_ACTIVITY_
Every word of the data below has to be copied faithfully.

--------

use sea_orm::entity::prelude::*;
use serde::{Deserialize, Serialize};

#[derive(Clone, Debug, PartialEq, DeriveEntityModel, Serialize, Deserialize)]
#[sea_orm(table_name = "alumni_response")]
pub struct Model {
    #[sea_orm(primary_key)]
    pub id: i32,
    pub alumni_name: String,
    pub batch: String,
    pub dept_id: i32,
    pub created_at: DateTimeWithTimeZone,
}

#[derive(Copy, Clone, Debug, EnumIter, DeriveRelation)]
pub enum Relation {
    #[sea_orm(has_many = "super::alumni_answers::Entity")]
    Answers,
}

impl Related<super::alumni_answers::Entity> for Entity {
    fn to() -> RelationDef {
        Relation::Answers.def()
    }
}

impl ActiveModelBehavior for ActiveModel {}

--------

_ANSWER TO THIS PROBLEM_
use sea_orm::entity::prelude::*;
use serde::{Deserialize, Serialize};

#[derive(Clone, Debug, PartialEq, DeriveEntityModel, Serialize, Deserialize)]
#[sea_orm(table_name = "alumni_response")]
pub struct Model {
    #[sea_orm(primary_key)]
    pub id: i32,
    pub alumni_name: String,
    pub batch: String,
    pub dept_id: i32,
    pub created_at: DateTimeWithTimeZone,
}

#[derive(Copy, Clone, Debug, EnumIter, DeriveRelation)]
pub enum Relation {
    #[sea_orm(has_many = "super::alumni_answers::Entity")]
    Answers,
}

impl Related<super::alumni_answers::Entity> for Entity {
    fn to() -> RelationDef {
        Relation::Answers.def()
    }
}

impl ActiveModelBehavior for ActiveModel {}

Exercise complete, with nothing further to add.